» What you should do
The word "EncodingKey" may appear in some lines of the data; copy every such line.

(Stored data entries)
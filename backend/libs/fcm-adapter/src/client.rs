use chrono::{Duration, Utc};
use jsonwebtoken::{encode, Algorithm, EncodingKey, Header};
use std::sync::Arc;
use tracing::{debug, error};

use crate::config::DEFAULT_API_BASE_URL;
use crate::errors::FCMError;
use crate::models::*;

const FCM_SCOPE: &str = "https://www.googleapis.com/auth/firebase.messaging";
const JWT_BEARER_GRANT: &str = "urn:ietf:params:oauth:grant-type:jwt-bearer";

/// Firebase Cloud Messaging Client
///
/// Minimal FCM HTTP v1 transport: exchanges a service account JWT for an
/// OAuth2 access token and posts to `messages:send`. No retries, no token
/// caching beyond the client's own lifetime.
pub struct FCMClient {
    pub project_id: String,
    pub credentials: Arc<ServiceAccountKey>,
    api_base_url: String,
    token_uri: String,
    encoding_key: EncodingKey,
    http_client: reqwest::Client,
}

impl FCMClient {
    /// Create new FCM client
    ///
    /// # Arguments
    /// * `project_id` - Firebase project ID
    /// * `credentials` - Service account key with OAuth2 credentials
    ///
    /// Fails if the private key is not a valid RSA PEM.
    pub fn new(project_id: String, credentials: ServiceAccountKey) -> Result<Self, FCMError> {
        let encoding_key = EncodingKey::from_rsa_pem(credentials.private_key.as_bytes())
            .map_err(|e| FCMError::KeyParseError(e.to_string()))?;

        let http_client = reqwest::Client::builder()
            .build()
            .map_err(|e| FCMError::HttpClient(e.to_string()))?;

        let token_uri = credentials.token_uri.clone();

        Ok(Self {
            project_id,
            credentials: Arc::new(credentials),
            api_base_url: DEFAULT_API_BASE_URL.to_string(),
            token_uri,
            encoding_key,
            http_client,
        })
    }

    /// Point the client at different FCM / OAuth2 endpoints
    pub fn with_endpoints(mut self, api_base_url: &str, token_uri: Option<&str>) -> Self {
        self.api_base_url = api_base_url.trim_end_matches('/').to_string();
        if let Some(uri) = token_uri {
            self.token_uri = uri.to_string();
        }
        self
    }

    pub fn send_url(&self) -> String {
        format!(
            "{}/v1/projects/{}/messages:send",
            self.api_base_url, self.project_id
        )
    }

    /// Deliver a message. Returns the message name assigned by FCM.
    pub async fn send(&self, content: &FcmMessageContent) -> Result<String, FCMError> {
        self.post_message(content, false).await
    }

    /// Validate a message without delivering it
    pub async fn send_dry_run(&self, content: &FcmMessageContent) -> Result<String, FCMError> {
        self.post_message(content, true).await
    }

    async fn post_message(
        &self,
        content: &FcmMessageContent,
        validate_only: bool,
    ) -> Result<String, FCMError> {
        let access_token = self.get_access_token().await?;

        let message = FcmMessage {
            message: content,
            validate_only,
        };

        debug!(
            project_id = %self.project_id,
            validate_only,
            "Posting message to FCM"
        );

        let response = self
            .http_client
            .post(self.send_url())
            .bearer_auth(&access_token)
            .json(&message)
            .send()
            .await
            .map_err(|e| FCMError::SendRequestError(e.to_string()))?;

        match response.status() {
            reqwest::StatusCode::OK => {
                let fcm_response: FcmApiResponse = response
                    .json()
                    .await
                    .map_err(|e| FCMError::ResponseParseError(e.to_string()))?;

                fcm_response.name.ok_or_else(|| {
                    FCMError::ResponseParseError("response has no message name".to_string())
                })
            }
            status => {
                let error_text = response
                    .text()
                    .await
                    .unwrap_or_else(|_| "Unknown error".to_string());

                let detail = serde_json::from_str::<FcmErrorEnvelope>(&error_text)
                    .ok()
                    .and_then(|envelope| envelope.error.message)
                    .unwrap_or(error_text);

                error!(status = %status, "FCM API rejected message: {}", detail);
                Err(FCMError::ApiError(status.to_string(), detail))
            }
        }
    }

    /// Get an access token for the service account
    pub async fn get_access_token(&self) -> Result<String, FCMError> {
        let now = Utc::now();
        let exp = (now + Duration::hours(1)).timestamp();
        let iat = now.timestamp();

        let claims = JwtClaims {
            iss: self.credentials.client_email.clone(),
            sub: self.credentials.client_email.clone(),
            scope: FCM_SCOPE.to_string(),
            aud: self.token_uri.clone(),
            exp,
            iat,
        };

        let mut header = Header::new(Algorithm::RS256);
        if !self.credentials.private_key_id.is_empty() {
            header.kid = Some(self.credentials.private_key_id.clone());
        }

        let assertion = encode(&header, &claims, &self.encoding_key)
            .map_err(|e| FCMError::JwtEncodeError(e.to_string()))?;

        let params = [("grant_type", JWT_BEARER_GRANT), ("assertion", assertion.as_str())];

        let response = self
            .http_client
            .post(&self.token_uri)
            .form(&params)
            .send()
            .await
            .map_err(|e| FCMError::TokenError(e.to_string()))?;

        if !response.status().is_success() {
            return Err(FCMError::TokenRequestFailed(response.status().to_string()));
        }

        let token_response: GoogleTokenResponse = response
            .json()
            .await
            .map_err(|e| FCMError::TokenParseError(e.to_string()))?;

        debug!(
            expires_in = token_response.expires_in,
            token_type = %token_response.token_type,
            "Obtained FCM access token"
        );

        Ok(token_response.access_token)
    }
}
//! Shared fixtures for unit tests.

// Test RSA key - FOR TESTING ONLY
pub const TEST_PRIVATE_KEY: &str = include_str!("../tests/fixtures/service_account_key.pem");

» Answer to this exercise
use jsonwebtoken::{encode, Algorithm, EncodingKey, Header};
    encoding_key: EncodingKey,
        let encoding_key = EncodingKey::from_rsa_pem(credentials.private_key.as_bytes())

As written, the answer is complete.